------ LISTED RECORDS

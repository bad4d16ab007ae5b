//! CoinGecko market data providers
//!
//! Two independent providers against the public CoinGecko v3 API: global
//! market statistics (total cap and 24h volume) and the BTC spot price with
//! its 24h change. Endpoints are overridable through environment variables
//! for testing against stubs.

use async_trait::async_trait;
use serde::Deserialize;
use serde_json::Value;

use super::{MarketDataProvider, ProviderFields};
use crate::error::ApiError;

const GLOBAL_URL: &str = "https://api.coingecko.com/api/v3/global";
const BTC_PRICE_URL: &str =
    "https://api.coingecko.com/api/v3/simple/price?ids=bitcoin&vs_currencies=usd&include_24hr_change=true";

#[derive(Debug, Deserialize)]
struct GlobalResponse {
    data: GlobalData,
}

#[derive(Debug, Deserialize)]
struct GlobalData {
    #[serde(default)]
    total_market_cap: std::collections::HashMap<String, f64>,
    #[serde(default)]
    total_volume: std::collections::HashMap<String, f64>,
}

/// Total market cap and 24h volume, in USD.
pub struct GlobalMarketProvider {
    client: reqwest::Client,
    url: String,
}

impl GlobalMarketProvider {
    pub fn new(client: reqwest::Client) -> Self {
        let url = std::env::var("COINGECKO_GLOBAL_URL").unwrap_or_else(|_| GLOBAL_URL.to_string());
        Self { client, url }
    }

    pub fn with_url(client: reqwest::Client, url: impl Into<String>) -> Self {
        Self {
            client,
            url: url.into(),
        }
    }
}

#[async_trait]
impl MarketDataProvider for GlobalMarketProvider {
    fn name(&self) -> &'static str {
        "coingecko"
    }

    async fn fetch(&self) -> Result<ProviderFields, ApiError> {
        let response = self.client.get(&self.url).send().await?;
        if !response.status().is_success() {
            return Err(ApiError::from(response.error_for_status().unwrap_err()));
        }
        let body: GlobalResponse = response.json().await?;

        let mut fields = ProviderFields::new();
        fields.insert(
            "market_cap".to_string(),
            body.data
                .total_market_cap
                .get("usd")
                .map_or(Value::Null, |v| serde_json::json!(v)),
        );
        fields.insert(
            "volume_24h".to_string(),
            body.data
                .total_volume
                .get("usd")
                .map_or(Value::Null, |v| serde_json::json!(v)),
        );
        Ok(fields)
    }

    fn fallback(&self) -> ProviderFields {
        let mut fields = ProviderFields::new();
        fields.insert("market_cap".to_string(), Value::Null);
        fields.insert("volume_24h".to_string(), Value::Null);
        fields
    }
}

#[derive(Debug, Deserialize)]
struct SimplePriceResponse {
    bitcoin: BtcEntry,
}

#[derive(Debug, Deserialize)]
struct BtcEntry {
    usd: Option<f64>,
    #[serde(rename = "usd_24h_change")]
    usd_24h_change: Option<f64>,
}

/// BTC spot price and 24h change, in USD.
pub struct BtcPriceProvider {
    client: reqwest::Client,
    url: String,
}

impl BtcPriceProvider {
    pub fn new(client: reqwest::Client) -> Self {
        let url =
            std::env::var("COINGECKO_BTC_PRICE_URL").unwrap_or_else(|_| BTC_PRICE_URL.to_string());
        Self { client, url }
    }

    pub fn with_url(client: reqwest::Client, url: impl Into<String>) -> Self {
        Self {
            client,
            url: url.into(),
        }
    }
}

#[async_trait]
impl MarketDataProvider for BtcPriceProvider {
    fn name(&self) -> &'static str {
        "coingecko_btc"
    }

    async fn fetch(&self) -> Result<ProviderFields, ApiError> {
        let response = self.client.get(&self.url).send().await?;
        if !response.status().is_success() {
            return Err(ApiError::from(response.error_for_status().unwrap_err()));
        }
        let body: SimplePriceResponse = response.json().await?;

        let mut fields = ProviderFields::new();
        fields.insert(
            "btc_price_usd".to_string(),
            body.bitcoin.usd.map_or(Value::Null, |v| serde_json::json!(v)),
        );
        fields.insert(
            "btc_change_24h".to_string(),
            body.bitcoin
                .usd_24h_change
                .map_or(Value::Null, |v| serde_json::json!(v)),
        );
        Ok(fields)
    }

    fn fallback(&self) -> ProviderFields {
        let mut fields = ProviderFields::new();
        fields.insert("btc_price_usd".to_string(), Value::Null);
        fields.insert("btc_change_24h".to_string(), Value::Null);
        fields
    }
}

#[cfg(test)]
mod tests {
    use super::*;

    #[test]
    fn global_response_deserializes() {
        let json = r#"{
            "data": {
                "total_market_cap": {"usd": 2500000000000.0, "eur": 2300000000000.0},
                "total_volume": {"usd": 98000000000.0}
            }
        }"#;
        let body: GlobalResponse = serde_json::from_str(json).unwrap();
        assert_eq!(body.data.total_market_cap.get("usd"), Some(&2.5e12));
        assert_eq!(body.data.total_volume.get("usd"), Some(&9.8e10));
    }

    #[test]
    fn simple_price_response_deserializes() {
        let json = r#"{"bitcoin": {"usd": 65123.5, "usd_24h_change": -1.42}}"#;
        let body: SimplePriceResponse = serde_json::from_str(json).unwrap();
        assert_eq!(body.bitcoin.usd, Some(65123.5));
        assert_eq!(body.bitcoin.usd_24h_change, Some(-1.42));
    }

    #[test]
    fn fallbacks_are_null_fields() {
        let provider = GlobalMarketProvider::with_url(reqwest::Client::new(), "http://unused");
        let fields = provider.fallback();
        assert!(fields.get("market_cap").unwrap().is_null());
        assert!(fields.get("volume_24h").unwrap().is_null());
    }
}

------------

WHAT TO WORK ON —
Select every line of the records holding the string "Option".

ANSWER SPACE —
    usd: Option<f64>,
    usd_24h_change: Option<f64>,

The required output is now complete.